Many big Chinese companies have heeded the clarion call: Tencent and Alibaba have announced plans to invest tens of billions of dollars in cloud computing and cybersecurity infrastructure. That has sparked a rally in data-center stocks which count those technology giants as customers. Shares of Nasdaq-listed GDS Holdings have surged 66% this year, while those of its smaller rival 21Vianet Group have nearly quadrupled.

A China Telecom cloud-computing research park in China's Inner Mongolia.

Photo: Deng Hua/Zuma Press

The Covid-19 pandemic has driven many activities onto the cloud, which has raised demand for data centers. Beijing’s policy push will also bring benefits. Banks will likely lend money at more favorable rates, a big boon for asset-heavy industries such as running data centers. Higher share prices also make raising money easier: Both GDS and 21Vianet tapped the market last month.

And local governments will likely follow Beijing’s lead and roll out additional incentives. The biggest cities, for example, impose quotas on the power data centers can consume. Relaxing such quotas would make it easier for data-center operators to expand closer to customers, especially for uses where speed is crucial. A recent power-quota allocation for 12 data-center projects in Shanghai is higher than originally planned, according to Goldman Sachs.
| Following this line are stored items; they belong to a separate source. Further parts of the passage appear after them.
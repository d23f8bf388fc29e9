//! Optional CPU pinning for background worker threads.
//!
//! Linux pins with `sched_setaffinity` on the calling thread. Other
//! platforms report `Unsupported`.

use std::io;

use serde::{Deserialize, Serialize};

/// Placement of a background worker thread.
#[derive(Clone, Copy, Debug, Default, PartialEq, Eq, Serialize, Deserialize)]
#[serde(default)]
pub struct PinConfig {
    /// Logical core to pin the thread to; `None` leaves placement to the OS.
    pub core_id: Option<usize>,
}

/// Apply `cfg` to the calling thread.
pub fn pin_current_thread(cfg: &PinConfig) -> io::Result<()> {
    match cfg.core_id {
        None => Ok(()),
        Some(core) => pin_to_core(core),
    }
}

#[cfg(target_os = "linux")]
fn pin_to_core(core: usize) -> io::Result<()> {
    use core::mem::{size_of, zeroed};

    if core >= libc::CPU_SETSIZE as usize {
        return Err(io::Error::new(
            io::ErrorKind::InvalidInput,
            format!("core {core} exceeds CPU_SETSIZE"),
        ));
    }
    // SAFETY: cpu_set_t is plain data; CPU_SET is bounds-checked above and
    // sched_setaffinity(0, ..) only reads the set for the calling thread.
    let rc = unsafe {
        let mut set: libc::cpu_set_t = zeroed();
        libc::CPU_ZERO(&mut set);
        libc::CPU_SET(core, &mut set);
        libc::sched_setaffinity(0, size_of::<libc::cpu_set_t>(), &set)
    };
    if rc == 0 {
        Ok(())
    } else {
        Err(io::Error::last_os_error())
    }
}

#[cfg(not(target_os = "linux"))]
fn pin_to_core(_core: usize) -> io::Result<()> {
    Err(io::Error::new(
        io::ErrorKind::Unsupported,
        "thread pinning is only implemented on Linux",
    ))
}
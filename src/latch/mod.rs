//! Latches: short-hold mutual exclusion owned by an execution context.
//!
//! - [`Latch`]: exclusive; only the owner may release it.
//! - [`RecursiveLatch`]: exclusive and reentrant for its owner.
//! - [`SharedLatch`] / [`ExclusiveLatch`]: many shared holders or one
//!   exclusive holder.
//!
//! Every variant implements [`Lockable`], so [`LatchGuard`] gives scoped
//! acquisition for all of them. [`Latch`] and [`SharedLatch`] also plug into
//! `lock_api` as [`LatchMutex`] and [`LatchRwLock`].

use core::marker::PhantomData;

mod recursive;
mod shared;
mod spin;

pub use recursive::RecursiveLatch;
pub use shared::{ExclusiveLatch, SharedLatch};
pub use spin::Latch;

/// A `Mutex<T>` protected by a [`Latch`].
pub type LatchMutex<T> = lock_api::Mutex<Latch, T>;
/// Guard for [`LatchMutex`].
pub type LatchMutexGuard<'a, T> = lock_api::MutexGuard<'a, Latch, T>;
/// An `RwLock<T>` protected by a [`SharedLatch`] pair.
pub type LatchRwLock<T> = lock_api::RwLock<SharedLatch, T>;

/// Acquire/attempt/release/reset, common to every latch variant.
pub trait Lockable {
    /// Block until acquired.
    fn lock(&self);
    /// Acquire without waiting; reports success.
    fn try_lock(&self) -> bool;
    /// Release; panics if the caller does not hold it.
    fn unlock(&self);
    /// Unconditionally free. Teardown only.
    fn reset(&self);
}

impl Lockable for Latch {
    #[inline]
    fn lock(&self) {
        Latch::lock(self)
    }
    #[inline]
    fn try_lock(&self) -> bool {
        Latch::try_lock(self)
    }
    #[inline]
    fn unlock(&self) {
        Latch::unlock(self)
    }
    #[inline]
    fn reset(&self) {
        Latch::reset(self)
    }
}

impl Lockable for RecursiveLatch {
    #[inline]
    fn lock(&self) {
        RecursiveLatch::lock(self)
    }
    #[inline]
    fn try_lock(&self) -> bool {
        RecursiveLatch::try_lock(self)
    }
    #[inline]
    fn unlock(&self) {
        RecursiveLatch::unlock(self)
    }
    #[inline]
    fn reset(&self) {
        RecursiveLatch::reset(self)
    }
}

impl Lockable for SharedLatch {
    #[inline]
    fn lock(&self) {
        SharedLatch::lock(self)
    }
    #[inline]
    fn try_lock(&self) -> bool {
        SharedLatch::try_lock(self)
    }
    #[inline]
    fn unlock(&self) {
        SharedLatch::unlock(self)
    }
    #[inline]
    fn reset(&self) {
        SharedLatch::reset(self)
    }
}

impl Lockable for ExclusiveLatch<'_> {
    #[inline]
    fn lock(&self) {
        ExclusiveLatch::lock(self)
    }
    #[inline]
    fn try_lock(&self) -> bool {
        ExclusiveLatch::try_lock(self)
    }
    #[inline]
    fn unlock(&self) {
        ExclusiveLatch::unlock(self)
    }
    #[inline]
    fn reset(&self) {
        ExclusiveLatch::reset(self)
    }
}

/// Scoped hold on any [`Lockable`]; releases on drop.
///
/// The guard is !Send: latches are released by the context that took them.
#[must_use = "the latch is released as soon as the guard is dropped"]
pub struct LatchGuard<'a, L: Lockable + ?Sized> {
    latch: &'a L,
    _marker: PhantomData<*const ()>,
}

impl<'a, L: Lockable + ?Sized> LatchGuard<'a, L> {
    /// Block until `latch` is acquired.
    #[inline]
    pub fn acquire(latch: &'a L) -> Self {
        latch.lock();
        Self {
            latch,
            _marker: PhantomData,
        }
    }

    /// Acquire `latch` if that is possible without waiting.
    #[inline]
    pub fn try_acquire(latch: &'a L) -> Option<Self> {
        latch.try_lock().then(|| Self {
            latch,
            _marker: PhantomData,
        })
    }
}

impl<L: Lockable + ?Sized> Drop for LatchGuard<'_, L> {
    #[inline]
    fn drop(&mut self) {
        self.latch.unlock();
    }
}
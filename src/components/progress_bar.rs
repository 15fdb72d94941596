//! Progress Bar Component
//!
//! Horizontal bar whose width and color follow the completed share of items.

use checklist_core::{Progress, ProgressConfig};
use leptos::prelude::*;

use crate::context::use_app_config;

/// Inline style of the filled part. An empty checklist renders at 0% with no color.
pub fn fill_style(progress: Progress, config: &ProgressConfig) -> String {
    match (progress.percentage(), config.color_for(progress)) {
        (Some(percentage), Some(color)) => {
            format!("width: {:.1}%; background-color: {};", percentage, color)
        }
        _ => "width: 0%;".to_string(),
    }
}

/// CSS class of the filled part, carrying the band modifier when there are items
pub fn fill_class(progress: Progress, config: &ProgressConfig) -> String {
    match progress.band(&config.thresholds) {
        Some(band) => format!("progress-fill {}", band.css_class()),
        None => "progress-fill".to_string(),
    }
}

/// Summary shown under the bar
pub fn summary_label(progress: Progress) -> String {
    match progress.percentage() {
        Some(percentage) => format!(
            "{} of {} completed ({:.0}%)",
            progress.completed, progress.total, percentage
        ),
        None => "No items yet".to_string(),
    }
}

#[component]
pub fn ProgressBar(#[prop(into)] progress: Signal<Progress>) -> impl IntoView {
    let config = use_app_config().progress;
    let class_config = config.clone();

    view! {
        <div class="progress-section">
            <div class="progress-container">
                <div
                    class=move || fill_class(progress.get(), &class_config)
                    style=move || fill_style(progress.get(), &config)
                ></div>
            </div>
            <p class="item-count">{move || summary_label(progress.get())}</p>
        </div>
    }
}
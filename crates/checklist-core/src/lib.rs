//! Checklist Core
//!
//! In-memory state for building a checklist:
//! - item: checklist item entity and its id
//! - checklist: the store applying add/toggle/remove/describe actions
//! - progress: completion counts and display bands

mod checklist;
mod error;
mod item;
pub mod progress;

pub use checklist::Checklist;
pub use error::{ChecklistError, ChecklistResult, ConfigError};
pub use item::{ChecklistItem, CompletionState, ItemId};
pub use progress::{Progress, ProgressBand, ProgressConfig, ProgressPalette, ProgressThresholds};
But the push to build more data centers will also likely end up tempting new entrants, potentially creating excess supply. That would drive down prices in low-end segments such as data storage, in which proximity to end users isn’t that important.
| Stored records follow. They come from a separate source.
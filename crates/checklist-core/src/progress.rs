//! Progress Derivation
//!
//! Completion counts over a checklist and the color bands used to display them.

use serde::{Deserialize, Serialize};

use crate::error::ConfigError;

/// Completed/total counts for a checklist at one point in time
#[derive(Debug, Clone, Copy, PartialEq, Eq, Default)]
pub struct Progress {
    pub completed: usize,
    pub total: usize,
}

impl Progress {
    pub fn new(completed: usize, total: usize) -> Self {
        Self { completed, total }
    }

    pub fn as_tuple(self) -> (usize, usize) {
        (self.completed, self.total)
    }

    pub fn is_empty(self) -> bool {
        self.total == 0
    }

    /// Completed fraction in `0.0..=1.0`, `None` for an empty checklist
    pub fn ratio(self) -> Option<f64> {
        if self.total == 0 {
            return None;
        }
        Some(self.completed as f64 / self.total as f64)
    }

    /// Completed share in `0.0..=100.0`, `None` for an empty checklist
    pub fn percentage(self) -> Option<f64> {
        self.ratio().map(|r| r * 100.0)
    }

    /// Band for the current counts, `None` for an empty checklist
    pub fn band(self, thresholds: &ProgressThresholds) -> Option<ProgressBand> {
        if self.total == 0 {
            return None;
        }
        Some(thresholds.classify_counts(self.completed, self.total))
    }
}

/// Color bucket of a progress percentage
#[derive(Debug, Clone, Copy, PartialEq, Eq)]
pub enum ProgressBand {
    High,
    Medium,
    Low,
}

impl ProgressBand {
    /// CSS modifier class for this band
    pub fn css_class(self) -> &'static str {
        match self {
            ProgressBand::High => "progress-high",
            ProgressBand::Medium => "progress-medium",
            ProgressBand::Low => "progress-low",
        }
    }
}

const fn default_high() -> f64 {
    75.0
}

const fn default_medium() -> f64 {
    50.0
}

/// Lower bounds (inclusive, in percent) of the High and Medium bands
#[derive(Debug, Clone, PartialEq, Deserialize, Serialize)]
pub struct ProgressThresholds {
    #[serde(default = "default_high")]
    pub high: f64,
    #[serde(default = "default_medium")]
    pub medium: f64,
}

impl Default for ProgressThresholds {
    fn default() -> Self {
        Self {
            high: default_high(),
            medium: default_medium(),
        }
    }
}

impl ProgressThresholds {
    pub fn classify(&self, percentage: f64) -> ProgressBand {
        if percentage >= self.high {
            ProgressBand::High
        } else if percentage >= self.medium {
            ProgressBand::Medium
        } else {
            ProgressBand::Low
        }
    }

    /// Classify `completed / total` without dividing, so a count landing
    /// exactly on a threshold belongs to that threshold's band.
    pub fn classify_counts(&self, completed: usize, total: usize) -> ProgressBand {
        let scaled = completed as f64 * 100.0;
        let total = total as f64;
        if scaled >= self.high * total {
            ProgressBand::High
        } else if scaled >= self.medium * total {
            ProgressBand::Medium
        } else {
            ProgressBand::Low
        }
    }

    pub fn validate(&self) -> Result<(), ConfigError> {
        for (field, value) in [
            ("progress.thresholds.high", self.high),
            ("progress.thresholds.medium", self.medium),
        ] {
            if !(0.0..=100.0).contains(&value) {
                return Err(ConfigError::invalid(field, format!("{} is outside 0..=100", value)));
            }
        }
        if self.medium > self.high {
            return Err(ConfigError::invalid(
                "progress.thresholds.medium",
                format!("{} is above the high threshold {}", self.medium, self.high),
            ));
        }
        Ok(())
    }
}

fn default_high_color() -> String {
    "#4caf50".to_string()
}

fn default_medium_color() -> String {
    "#ff9800".to_string()
}

fn default_low_color() -> String {
    "#f44336".to_string()
}

/// CSS colors per band
#[derive(Debug, Clone, PartialEq, Deserialize, Serialize)]
pub struct ProgressPalette {
    #[serde(default = "default_high_color")]
    pub high: String,
    #[serde(default = "default_medium_color")]
    pub medium: String,
    #[serde(default = "default_low_color")]
    pub low: String,
}

impl Default for ProgressPalette {
    fn default() -> Self {
        Self {
            high: default_high_color(),
            medium: default_medium_color(),
            low: default_low_color(),
        }
    }
}

impl ProgressPalette {
    pub fn color(&self, band: ProgressBand) -> &str {
        match band {
            ProgressBand::High => &self.high,
            ProgressBand::Medium => &self.medium,
            ProgressBand::Low => &self.low,
        }
    }
}

/// Display settings for the progress indicator
#[derive(Debug, Clone, Default, PartialEq, Deserialize, Serialize)]
pub struct ProgressConfig {
    #[serde(default)]
    pub thresholds: ProgressThresholds,
    #[serde(default)]
    pub palette: ProgressPalette,
}

impl ProgressConfig {
    pub fn validate(&self) -> Result<(), ConfigError> {
        self.thresholds.validate()?;
        for (field, color) in [
            ("progress.palette.high", &self.palette.high),
            ("progress.palette.medium", &self.palette.medium),
            ("progress.palette.low", &self.palette.low),
        ] {
            if color.trim().is_empty() {
                return Err(ConfigError::invalid(field, "color is empty"));
            }
        }
        Ok(())
    }

    /// Color for a progress value, `None` for an empty checklist
    pub fn color_for(&self, progress: Progress) -> Option<&str> {
        progress.band(&self.thresholds).map(|band| self.palette.color(band))
    }
}
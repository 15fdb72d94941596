//! Checklist Page Store
//!
//! Uses Leptos reactive_stores for fine-grained reactivity.
//! A store is created per checklist page and dropped with it.

use checklist_core::{Checklist, ChecklistResult, ItemId};
use leptos::prelude::*;
use reactive_stores::Store;

/// State of the create-checklist page
#[derive(Clone, Debug, Default, Store)]
pub struct ChecklistState {
    /// Title and items being built
    pub checklist: Checklist,
    /// Text currently typed in the new-item input
    pub draft: String,
}

/// Type alias for the store
pub type ChecklistStore = Store<ChecklistState>;

/// Get the checklist store from context
pub fn use_checklist_store() -> ChecklistStore {
    expect_context::<ChecklistStore>()
}

// ========================
// Store Helper Functions
// ========================

/// Rejections are expected from the UI (blank input, stale row); they are no-ops
fn ignore_rejection<T>(action: &str, result: ChecklistResult<T>) {
    if let Err(err) = result {
        log::debug!("Ignored {}: {}", action, err);
    }
}

/// Replace the checklist title
pub fn store_set_title(store: &ChecklistStore, title: String) {
    store.checklist().write().set_title(title);
}

/// Replace the draft text
pub fn store_set_draft(store: &ChecklistStore, text: String) {
    *store.draft().write() = text;
}

/// Add the draft as a new item and clear the draft on success
pub fn store_add_draft(store: &ChecklistStore) {
    let draft = store.draft().read_untracked().as_str().to_string();
    let result = store.checklist().write().add_item(&draft).map(|item| item.id());
    if result.is_ok() {
        store_set_draft(store, String::new());
    }
    ignore_rejection("add", result);
}

/// Flip the completion flag of an item
pub fn store_toggle_item(store: &ChecklistStore, id: ItemId) {
    let result = store.checklist().write().toggle_completed(id);
    ignore_rejection("toggle", result);
}

/// Remove an item by ID
pub fn store_remove_item(store: &ChecklistStore, id: ItemId) {
    let result = store.checklist().write().remove_item(id);
    ignore_rejection("remove", result);
}

/// Set the description of an item by ID
pub fn store_set_description(store: &ChecklistStore, id: ItemId, text: String) {
    let result = store.checklist().write().set_description(id, text);
    ignore_rejection("description update", result);
}
//! Checklist Builder App
//!
//! Navbar on top, current page below.

use leptos::prelude::*;

use crate::components::{CreateChecklist, Homepage, Navbar};
use crate::config::AppConfig;
use crate::context::{AppContext, Page};

#[component]
pub fn App(config: AppConfig) -> impl IntoView {
    let (current_page, set_current_page) = signal(Page::Home);

    // Provide context to all children
    let ctx = AppContext::new((current_page, set_current_page));
    provide_context(ctx);
    provide_context(config);

    view! {
        <div class="app-layout">
            <Navbar />

            <main class="main-content">
                // Each page owns its state; switching pages drops the previous one
                {move || match ctx.current_page.get() {
                    Page::Home => view! { <Homepage /> }.into_any(),
                    Page::CreateChecklist => view! { <CreateChecklist /> }.into_any(),
                }}
            </main>
        </div>
    }
}
//! Create Checklist Page
//!
//! Owns a fresh checklist store for as long as the page is shown.

use leptos::prelude::*;
use reactive_stores::Store;

use crate::components::{ChecklistView, NewItemForm, ProgressBar};
use crate::store::{store_set_title, ChecklistState, ChecklistStateStoreFields, ChecklistStore};

#[component]
pub fn CreateChecklist() -> impl IntoView {
    let store: ChecklistStore = Store::new(ChecklistState::default());
    provide_context(store);
    log::debug!("Checklist page mounted with an empty checklist");
    on_cleanup(|| log::debug!("Checklist page unmounted, checklist dropped"));

    let progress = Memo::new(move |_| store.checklist().read().progress());

    view! {
        <div class="checklist-container">
            <h1 class="checklist-heading">"Create Your Checklist"</h1>

            <input
                type="text"
                class="title-input"
                placeholder="Checklist title"
                prop:value=move || store.checklist().read().title().to_string()
                on:input=move |ev| store_set_title(&store, event_target_value(&ev))
            />

            <NewItemForm />

            <ProgressBar progress=progress />

            <ChecklistView />
        </div>
    }
}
After the epic rally this year, valuations of such companies have become stretched. GDS, for example, is still unprofitable with an enterprise value equal to 30 times next year’s earnings before interest, taxes, depreciation and amortization, according to S&P Global Market Intelligence.

The coronavirus downturn certainly has a silver lining for Chinese data-center operators. But some of those shares are likely to fall back to earth, particularly if a rush of new competitors emerges to push down margins, as is often the result of Beijing-backed industrial policies.